By Max Woodworth  /  STAFF REPORTER

Zhang Fei and Hsu Chun-mei have more than a few things in common.

PHOTO: TAIPEI TIMES

Where to start with Hsu Chun-mei (許純美)? Less than a month ago, barely anyone knew who this woman was. Now, it's hard to turn on the TV or flip through a newspaper or magazine without coming across her extravagantly ugly face.

Late last year, Hsu made her first appearance in the news when her five-year-old daughter was found abandoned at a shopping center and she said she'd left the child there because the kid was noisy and annoying. Hsu refused to take the child back into her care.

Inexplicably, she parlayed this moment of fame into appearances on TV talk shows and variety shows, where she noisily held court on topics she is entirely unqualified to talk about and generally made an ass of herself in her hilariously accented Mandarin.

Because no one knew where she'd come from and would ask her about her background, Hsu would fill in the blanks by saying she was from a very rich family in "society's upper crust," earning her the sarcastic moniker "upper-crust beauty" (上流美).

Without much to distinguish herself, Hsu has become a TV sensation merely by her flagrant and obnoxious self-promoting style, her bawdy outfits and her penchant for shooting her mouth off, which has drawn fire from practically everyone she's encountered, except for Zhang Fei (張菲), who thinks she's interesting, at least when she's on his show boosting his ratings.

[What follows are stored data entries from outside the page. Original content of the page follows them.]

//! Burst shaping tests for unit, strided, and indexed requests.

use pretty_assertions::assert_eq;
use proptest::prelude::*;
use vcfront_core::agu::{AddressGenerator, BurstDescriptor};
use vcfront_core::decoder::{AddressMode, Direction, MemRequest};
use vcfront_core::isa::vtype::Sew;
use vcfront_core::Config;

use crate::common::harness::{agu, drain, unit_req};

#[test]
fn aligned_unit_load_is_one_full_width_burst() {
    let mut engine = agu();
    assert!(engine.push(unit_req(0x1000, 64, Sew::E8, Direction::Load)));

    let (bursts, completions) = drain(&mut engine, 8);
    assert_eq!(
        bursts,
        vec![BurstDescriptor {
            addr: 0x1000,
            len: 3,
            size: 4,
            dir: Direction::Load,
        }]
    );
    assert_eq!(completions.len(), 1);
    assert_eq!(completions[0].result, Ok(()));
}

#[test]
fn bursts_never_cross_a_page_boundary() {
    let mut engine = agu();
    assert!(engine.push(unit_req(0x1FC0, 128, Sew::E8, Direction::Load)));

    let (bursts, _) = drain(&mut engine, 8);
    // 128 bytes from 0x1FC0 split exactly at the 0x2000 page edge.
    assert_eq!(bursts.len(), 2);
    assert_eq!((bursts[0].addr, bursts[0].len), (0x1FC0, 3));
    assert_eq!((bursts[1].addr, bursts[1].len), (0x2000, 3));
}

#[test]
fn burst_length_is_capped_at_the_maximum_beat_count() {
    let mut engine = agu();
    assert!(engine.push(unit_req(0x0, 8192, Sew::E8, Direction::Load)));

    let (bursts, _) = drain(&mut engine, 8);
    assert_eq!(bursts.len(), 2);
    for b in &bursts {
        assert_eq!(b.len, 255);
        assert_eq!(b.beats(), 256);
    }
}

#[test]
fn beat_cap_applies_below_the_page_limit() {
    let mut cfg = Config::default();
    cfg.agu.max_burst_beats = 4;
    let mut engine = AddressGenerator::new(&cfg);
    assert!(engine.push(unit_req(0x1000, 256, Sew::E8, Direction::Load)));

    let (bursts, _) = drain(&mut engine, 16);
    // 256 bytes in 64-byte bursts.
    assert_eq!(bursts.len(), 4);
    for (i, b) in bursts.iter().enumerate() {
        assert_eq!(b.addr, 0x1000 + 64 * i as u64);
        assert_eq!(b.beats(), 4);
    }
}

#[test]
fn unit_requests_without_burst_eligibility_go_element_by_element() {
    let mut engine = agu();
    let mut req = unit_req(0x1000, 4, Sew::E32, Direction::Load);
    req.burst_eligible = false;
    assert!(engine.push(req));

    let (bursts, completions) = drain(&mut engine, 8);
    let addrs: Vec<u64> = bursts.iter().map(|b| b.addr).collect();
    assert_eq!(addrs, vec![0x1000, 0x1004, 0x1008, 0x100C]);
    for b in &bursts {
        assert_eq!(b.beats(), 1);
        assert_eq!(b.beat_bytes(), 4);
    }
    assert_eq!(completions[0].result, Ok(()));
}

#[test]
fn strided_requests_emit_one_beat_per_element() {
    let mut engine = agu();
    assert!(engine.push(MemRequest {
        base: 0x1000,
        elements: 4,
        stride: 64,
        sew: Sew::E32,
        dir: Direction::Load,
        mode: AddressMode::Strided,
        burst_eligible: false,
        offsets: Vec::new(),
        tag: 7,
    }));

    let (bursts, completions) = drain(&mut engine, 8);
    let addrs: Vec<u64> = bursts.iter().map(|b| b.addr).collect();
    assert_eq!(addrs, vec![0x1000, 0x1040, 0x1080, 0x10C0]);
    for b in &bursts {
        assert_eq!(b.beats(), 1);
        assert_eq!(b.beat_bytes(), 4);
    }
    assert_eq!(completions[0].tag, 7);
}

#[test]
fn indexed_requests_follow_the_offset_vector() {
    let mut engine = agu();
    assert!(engine.push(MemRequest {
        base: 0x2000,
        elements: 3,
        stride: 0,
        sew: Sew::E32,
        dir: Direction::Store,
        mode: AddressMode::Indexed,
        burst_eligible: false,
        offsets: vec![8, 0, 0x44],
        tag: 2,
    }));

    let (bursts, completions) = drain(&mut engine, 8);
    let addrs: Vec<u64> = bursts.iter().map(|b| b.addr).collect();
    assert_eq!(addrs, vec![0x2008, 0x2000, 0x2044]);
    assert_eq!(completions[0].result, Ok(()));
}

#[test]
fn memory_channel_mirrors_the_bus_channel() {
    let mut engine = agu();
    assert!(engine.push(unit_req(0x1FC0, 128, Sew::E8, Direction::Load)));

    let (bursts, _) = drain(&mut engine, 8);
    let mut mirrored = Vec::new();
    while let Some(entry) = engine.pop_mem_entry() {
        mirrored.push(entry);
    }
    assert_eq!(mirrored, bursts);
}

#[test]
fn empty_request_completes_without_a_burst() {
    let mut engine = agu();
    assert!(engine.push(unit_req(0x1000, 0, Sew::E32, Direction::Load)));

    let (bursts, completions) = drain(&mut engine, 4);
    assert!(bursts.is_empty());
    assert_eq!(completions[0].result, Ok(()));
}

proptest! {
    /// Unit-stride loads from any element-aligned base produce contiguous,
    /// page-bounded, beat-capped bursts that cover the payload exactly.
    #[test]
    fn unit_bursts_tile_the_payload(
        slot in 0u64..512,
        sew_idx in 0usize..4,
        elements in 1u64..300,
    ) {
        let sew = [Sew::E8, Sew::E16, Sew::E32, Sew::E64][sew_idx];
        let base = 0x1000 + slot * 8;
        let mut engine = agu();
        prop_assert!(engine.push(unit_req(base, elements, sew, Direction::Load)));

        let (bursts, completions) = drain(&mut engine, 600);
        prop_assert_eq!(completions.len(), 1);
        prop_assert_eq!(&completions[0].result, &Ok(()));

        let page = 4096u64;
        let mut expected_addr = bursts[0].addr;
        for b in &bursts {
            prop_assert!(b.beats() <= 256);
            prop_assert_eq!(b.addr, expected_addr);
            prop_assert_eq!(b.addr / page, (b.addr + b.bytes() - 1) / page);
            expected_addr += b.bytes();
        }
        // The tiled span contains the payload and nothing beyond one beat of
        // rounding on either edge.
        let total = elements * sew.bytes();
        prop_assert!(bursts[0].addr <= base);
        prop_assert!(base - bursts[0].addr < 16);
        prop_assert!(expected_addr >= base + total);
        prop_assert!(expected_addr - (base + total) < 16);
    }
}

Jacky Wu (吳宗憲), for one, isn't amused by the out-of-left-field emergence of this loud-mouthed woman and earlier this week called her and the media tornado she's generated a symptom of "Taiwan's mental sickness." True to her style, the words had barely left Wu's mouth and she was announcing her intention to sue for defamation seeking NT$200 million in damages.

Hoping to capitalize on all the hype, SuperTV has signed Hsu as co-anchor and news analyst on the channel's 6pm news show. But the Broadcasting Development Fund (廣電基金), which acts as a kind of media watchdog, came out in Tuesday's China Times (中國時報) to comment that hiring Hsu as a news analyst was "trampling on news ethics." That hasn't deterred SuperTV, though, from keeping her on the air.

Leon Lai (黎明) and Faye Wong's (王菲) new movie Leaving Me, Loving You (大城小事) opened in Hong Kong and in Southeast Asia last weekend, generating some gossip over Lai and Wong's tandem promotional appearances for the movie. The two were previously rumored to have been a couple, but Lai is reportedly now the boyfriend of actress Shu Qi (舒琪), who is reportedly jealous about some of the more intimate scenes in the film and the duo's promo tour.

The Chinese-language film that's creating the most waves of late, though, is Cellphone (手機) by Feng Xiaogang (馮小剛), currently playing in China. The movie follows the downward spiral of a serial philanderer who is constantly betrayed by his cellphone, which rings at inopportune moments or holds messages that his various lovers ultimately read. The China Daily reported that the film has alerted women to the multifarious cellphone tricks used by cheating husbands to hide their affairs and has triggered family squabbles around the country. In one case in Tianjin, according to the paper, a woman was "knocked senseless" when she demanded to see her husband's phone after seeing the movie.